The metric functionality in Contrail Networking is implemented by Prometheus. For additional details about the metric data model, see the documentation at Prometheus.
Supported Metrics
The set of metrics supported by the analytics solution are categorized as shown below:
- Contrail Networking Metric List—Metrics collected from the vRouter and control node components.
- Kubernetes Metric List—Metrics collected from
various Kubernetes components, such as
apiserver
,etcd
,kubelet
, and so on. - Cluster Node Metric List—Host-level metrics collected from the Kubernetes cluster nodes.
Alerts
Alerts are generated based on an analysis of collected metric data. Every supported alert type is based on a rule definition that contains the following information:
- Alert Name—A unique string identifier for the alert type.
- Condition Expression—A Prometheus query language expression that gets evaluated against collected metric values in order to determine if the alert condition exists.
- Condition Duration—The amount of time the problematic condition has to exist in order for the alert to be generated.
- Severity—The alert level (critical, major, warning, info).
- Summary—A short description of the problematic condition.
- Description—A detailed description of the problematic condition.
The Contrail Networking analytics solution installs a set of predefined alert rules. You can also define your own custom alert rules. This is supported by the creation of PrometheusRule Kubernetes resources in the namespace where the analytics Helm chart is deployed. Following is an example of a custom alert rule.
apiVersion: monitoring.coreos.com/v1 kind: PrometheusRule metadata: name: acme-corp-rules spec: groups: - name: acme-corp.rules rules: - alert: HostUnusualNetworkThroughputOut expr: "sum by (instance) (rate(node_network_transmit_bytes_total[2m])) / 1024 / 1024 > 100" labels: severity: warning annotations: summary: "Host unusual network throughput out (instance {{ $labels.instance }})" description: "Host network interfaces are sending too much data (> 100 MB/s)\n VALUE = {{ $value }}"
Generated alerts are stored as records in Prometheus and can be viewed in the Grafana UI. The AlertManager component supports integration with external systems, such as PagerDuty, OpsGenie, or email for alert notification.
Architecture
As shown in Figure 1, Prometheus is the core component of the metrics architecture. Prometheus implements the following functionality:
- Collection—A periodic polling mechanism that invokes API calls against other components (exporters) to pull values for a set of metrics.
- Storage—A time series database that provides persistence for the metrics collected from the exporters.
- Query—An API supporting an expression language called PromQL (Prometheus query language) that allows the historical metric information to be retrieved from the database.
- Alerting—A framework providing an ability to define rules that produce alerts when certain conditions are observed in the collected metric data.
The other components of the metrics architecture are:
- Grafana—A service that provides a Web UI interface allowing the user to visualize the metric data in graphs.
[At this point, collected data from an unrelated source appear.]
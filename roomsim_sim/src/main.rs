//! RoomSim Simulator CLI
//!
//! Runs named scenarios on a virtual clock and reports pass/fail.

use clap::Parser;
use roomsim_core::RoomConfig;
use roomsim_sim::scenarios::ScenarioId;
use roomsim_sim::{ScenarioResult, ScenarioRunner};
use tracing::{error, info};
use tracing_subscriber::{EnvFilter, FmtSubscriber};

/// RoomSim deterministic scenario runner
#[derive(Parser, Debug)]
#[command(name = "roomsim")]
#[command(about = "Run deterministic room simulation scenarios", long_about = None)]
struct Args {
    /// Master seed for determinism (0 = random from time)
    #[arg(short, long, default_value = "42")]
    seed: u64,

    /// Scenario to run (slow_aura, cast_storm, zone_march, spam_guard, event_flood, multi_room, all)
    #[arg(short = 'S', long, default_value = "all")]
    scenario: String,

    /// Number of consecutive seeds to test
    #[arg(long, default_value = "1")]
    seeds: usize,

    /// Minimum simulated duration in seconds
    #[arg(short, long, default_value = "10")]
    duration: f64,

    /// Tick rate in Hz
    #[arg(long, default_value = "20")]
    tick_rate: u32,

    /// Base room configuration (JSON)
    #[arg(short, long)]
    config: Option<String>,

    /// Verbose output
    #[arg(short, long)]
    verbose: bool,

    /// JSON output for CI parsing
    #[arg(long)]
    json: bool,

    /// Export the scenario's event logs to a JSON file
    #[arg(long)]
    export: Option<String>,
}

fn load_room_config(path: &str) -> Result<RoomConfig, String> {
    let text = std::fs::read_to_string(path).map_err(|e| format!("cannot read {}: {}", path, e))?;
    RoomConfig::from_json_str(&text).map_err(|e| format!("{}: {}", path, e))
}

fn main() {
    let args = Args::parse();

    // RUST_LOG wins over --verbose
    let default_level = if args.verbose { "debug" } else { "info" };
    let filter = EnvFilter::try_from_default_env().unwrap_or_else(|_| EnvFilter::new(default_level));
    let subscriber = FmtSubscriber::builder()
        .with_env_filter(filter)
        .with_writer(std::io::stderr)
        .finish();
    tracing::subscriber::set_global_default(subscriber).expect("Failed to set tracing subscriber");

    if !args.json {
        info!("RoomSim Simulator v{}", env!("CARGO_PKG_VERSION"));
        info!("━━━━━━━━━━━━━━━━━━━━━━━━━━━━━━━━━━━━━━━━━━━━━━━━━━━━━");
    }

    let room_config = match &args.config {
        Some(path) => load_room_config(path).unwrap_or_else(|e| {
            eprintln!("Error: {}", e);
            std::process::exit(2);
        }),
        None => RoomConfig::default(),
    };

    let scenarios: Vec<ScenarioId> = if args.scenario == "all" {
        ScenarioId::all()
    } else {
        vec![args.scenario.parse().unwrap_or_else(|e| {
            eprintln!("Error: {}", e);
            let names: Vec<&str> = ScenarioId::all().iter().map(|s| s.name()).collect();
            eprintln!("Available scenarios: {}, all", names.join(", "));
            std::process::exit(1);
        })]
    };

    let base_seed = if args.seed == 0 {
        std::time::SystemTime::now()
            .duration_since(std::time::UNIX_EPOCH)
            .map(|d| d.as_nanos() as u64)
            .unwrap_or(1)
    } else {
        args.seed
    };

    if let Some(export_path) = &args.export {
        if scenarios.len() != 1 || args.seeds != 1 {
            eprintln!("Error: --export only supports a single scenario and seed");
            std::process::exit(1);
        }

        let runner = ScenarioRunner::new(base_seed)
            .with_tick_rate(args.tick_rate)
            .with_duration(args.duration)
            .with_room_config(room_config);
        let (result, export) = runner.run_with_export(scenarios[0]);

        match export.write_to_file(export_path) {
            Ok(()) => info!(
                "Exported {} room(s) from {} to {}",
                export.rooms.len(),
                scenarios[0].name(),
                export_path
            ),
            Err(e) => {
                error!("Failed to write export: {:?}", e);
                std::process::exit(1);
            }
        }

        report(&result);
        if !result.passed {
            std::process::exit(1);
        }
        return;
    }

    let mut all_results: Vec<ScenarioResult> = Vec::new();
    for seed_offset in 0..args.seeds {
        let seed = base_seed.wrapping_add(seed_offset as u64);
        let runner = ScenarioRunner::new(seed)
            .with_tick_rate(args.tick_rate)
            .with_duration(args.duration)
            .with_room_config(room_config.clone());

        for scenario in &scenarios {
            let result = runner.run(*scenario);
            if !args.json {
                report(&result);
            }
            all_results.push(result);
        }
    }

    let total = all_results.len();
    let failed_count = all_results.iter().filter(|r| !r.passed).count();

    if args.json {
        let summary = serde_json::json!({
            "total": total,
            "passed": total - failed_count,
            "failed": failed_count,
            "results": all_results.iter().map(|r| {
                serde_json::json!({
                    "scenario": r.scenario.name(),
                    "seed": r.seed,
                    "passed": r.passed,
                    "ticks": r.total_ticks,
                    "time_secs": r.final_time_secs,
                    "rooms": r.rooms,
                    "casts_resolved": r.metrics.casts_resolved,
                    "zone_transitions": r.metrics.zone_transitions,
                    "events_appended": r.metrics.events_appended,
                    "events_evicted": r.metrics.events_evicted,
                    "failure_reason": r.failure_reason,
                })
            }).collect::<Vec<_>>(),
        });
        match serde_json::to_string_pretty(&summary) {
            Ok(text) => println!("{}", text),
            Err(e) => error!("Failed to render summary: {}", e),
        }
    } else {
        info!("━━━━━━━━━━━━━━━━━━━━━━━━━━━━━━━━━━━━━━━━━━━━━━━━━━━━━");
        if failed_count == 0 {
            info!("All {} scenario runs passed", total);
        } else {
            error!("{}/{} scenario runs failed", failed_count, total);
        }
    }

    if failed_count > 0 {
        std::process::exit(1);
    }
}

fn report(result: &ScenarioResult) {
    if result.passed {
        info!(
            "✓ {} (seed={}) PASSED in {} ticks, {} events",
            result.scenario.name(),
            result.seed,
            result.total_ticks,
            result.metrics.events_appended
        );
    } else {
        error!(
            "✗ {} (seed={}) FAILED: {}",
            result.scenario.name(),
            result.seed,
            result.failure_reason.as_deref().unwrap_or("unknown")
        );
    }
}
- AlertManager—An integration service that notifies external systems of alerts generated by Prometheus.
Configuration
The metrics functionality does not require any configuration by the end-user. The installation of analytics takes care of configuring Prometheus to collect from the set of exporters that provide all of the metrics described in Supported Metrics. A group of default alerting rules is also automatically setup as part of the installation. This base functionality, however, can be extended by the administrator through additional configuration after the installation. For example, customer-specific alerting rules can be defined and the AlertManager can be configured to integrate with any of the supported external systems present in your environment.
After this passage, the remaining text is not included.